Um arranque mais curto e mais claro não prejudica sequer os utilizadores mais experientes, e evitamos manter duas versões diferentes do onboarding.
As pessoas que já conhecem o produto perderiam as definições a que estão habituadas, e isso poderia confundi-las mais do que ajudá-las.
→ Por resolver — o orador deixa-o para a discussão de amanhã com a equipa, inclinando-se ligeiramente para a solução transversal por ser de manutenção mais simples.
Dados
- cerca de 60 % Estimativa da percentagem de novos utilizadores que desistem logo no primeiro dia Estimativa grosseira e improvisada do orador, não um número verificado — "parece que quase dois terços das pessoas desaparecem logo no primeiro dia."
- 1 minuto Tempo-alvo até à primeira experiência de valor A ambição de encurtar o caminho até ao "momento aha" para que a pessoa o alcance dentro do primeiro minuto após abrir a aplicação.
Incerto / riscos
- O número da desistência de utilizadores (~60 %) é uma estimativa improvisada; não é claro em que fonte se baseia nem se se confirma.

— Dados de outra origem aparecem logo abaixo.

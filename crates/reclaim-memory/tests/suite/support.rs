use reclaim_memory::{
    handler_fn, CleanupHandler, CleanupOrchestrator, CleanupRegistry, CleanupResult, ManualClock,
    MemoryError, MemoryQuery, OrchestratorConfig, PressureEventBus, PressureLevel,
    PressureThresholds, UsageSampler, MB,
};
use std::sync::atomic::{AtomicBool, AtomicU64, AtomicUsize, Ordering};
use std::sync::Arc;
use std::time::Duration;

/// A process whose resident size is whatever the test says it is.
#[derive(Debug, Default)]
pub struct FakeMemory {
    resident: AtomicU64,
    failing: AtomicBool,
}

impl FakeMemory {
    pub fn new(resident_bytes: u64) -> Arc<Self> {
        Arc::new(Self {
            resident: AtomicU64::new(resident_bytes),
            failing: AtomicBool::new(false),
        })
    }

    pub fn set(&self, bytes: u64) {
        self.resident.store(bytes, Ordering::SeqCst);
    }

    pub fn release(&self, bytes: u64) {
        let _ = self
            .resident
            .fetch_update(Ordering::SeqCst, Ordering::SeqCst, |current| {
                Some(current.saturating_sub(bytes))
            });
    }

    pub fn get(&self) -> u64 {
        self.resident.load(Ordering::SeqCst)
    }

    pub fn set_failing(&self, failing: bool) {
        self.failing.store(failing, Ordering::SeqCst);
    }
}

impl MemoryQuery for FakeMemory {
    fn resident_bytes(&self) -> Result<u64, MemoryError> {
        if self.failing.load(Ordering::SeqCst) {
            return Err(MemoryError::QueryFailure("injected".into()));
        }
        Ok(self.get())
    }

    fn available_bytes(&self) -> Result<u64, MemoryError> {
        Ok(1024 * MB)
    }

    fn total_bytes(&self) -> Result<u64, MemoryError> {
        Ok(2048 * MB)
    }
}

/// Warning 60%, Critical 80%, Emergency 90% of 200MB.
pub fn thresholds_200mb() -> PressureThresholds {
    PressureThresholds::percentage(
        200 * MB,
        &[
            (PressureLevel::Warning, 0.6),
            (PressureLevel::Critical, 0.8),
            (PressureLevel::Emergency, 0.9),
        ],
    )
    .unwrap()
}

pub struct Harness {
    pub memory: Arc<FakeMemory>,
    pub clock: Arc<ManualClock>,
    pub registry: CleanupRegistry,
    pub bus: PressureEventBus,
    pub orchestrator: CleanupOrchestrator,
}

impl Harness {
    pub fn new(resident_bytes: u64) -> Self {
        Self::with_config(resident_bytes, OrchestratorConfig::default())
    }

    pub fn with_config(resident_bytes: u64, config: OrchestratorConfig) -> Self {
        let memory = FakeMemory::new(resident_bytes);
        let clock = Arc::new(ManualClock::new());
        let registry = CleanupRegistry::new();
        let bus = PressureEventBus::new();
        let orchestrator = CleanupOrchestrator::new(
            UsageSampler::new(memory.clone(), clock.clone()),
            thresholds_200mb(),
            registry.clone(),
            bus.clone(),
            config,
        );
        Self {
            memory,
            clock,
            registry,
            bus,
            orchestrator,
        }
    }
}

/// A handler that counts its invocations and releases `frees` bytes from
/// `memory` each time it runs.
pub fn counting_handler(
    memory: &Arc<FakeMemory>,
    frees: u64,
) -> (Arc<dyn CleanupHandler>, Arc<AtomicUsize>) {
    let calls = Arc::new(AtomicUsize::new(0));
    let handler = handler_fn({
        let memory = memory.clone();
        let calls = calls.clone();
        move |_ctx| {
            calls.fetch_add(1, Ordering::SeqCst);
            memory.release(frees);
            async move { CleanupResult::freed(frees) }
        }
    });
    (handler, calls)
}

pub fn calls(counter: &AtomicUsize) -> usize {
    counter.load(Ordering::SeqCst)
}

pub const SEC: Duration = Duration::from_secs(1);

- Não está especificado por que canal deve seguir o lembrete do dia seguinte (notificação push vs. e-mail).
- Foi mencionado o nome de uma colega que é difícil de perceber — provavelmente "Lúcia", mas não é certo.
Amostra da transcrição
Pronto, vou a conduzir de volta do trabalho e aqueles números do onboarding não me saem da cabeça, porque não me batem certo. Não é que as pessoas não gostem, elas é que nunca chegam à parte divertida.
Quando abres depois de instalar e só vês um espaço vazio e um botão de adicionar, isso não te diz nada. Devíamos meter logo ali algum exemplo pronto, para veres de imediato do que se trata.
E, sinceramente, porque é que lhes pedimos para ligar uma conta logo no início, se naquele momento nem precisam disso? Isso de certeza que pode esperar até mais tarde, até ser mesmo preciso.
A regra devia ser simples — primeiro mostrar o que isto faz e só depois maçar com a configuração. Tudo o resto fora do caminho.
No dia seguinte talvez bastasse dar um empurrãozinho a quem se registou e não fez nada. A maioria deles nunca mais abre uma segunda vez, e no entanto um pequeno empurrão bastaria.
Pronto, assim não vamos reescrever tudo. Amanhã levo isto à reunião, pegamos numa coisa e vemos se isso sequer mexe nos números. Tenho de anotar isto antes que me esqueça.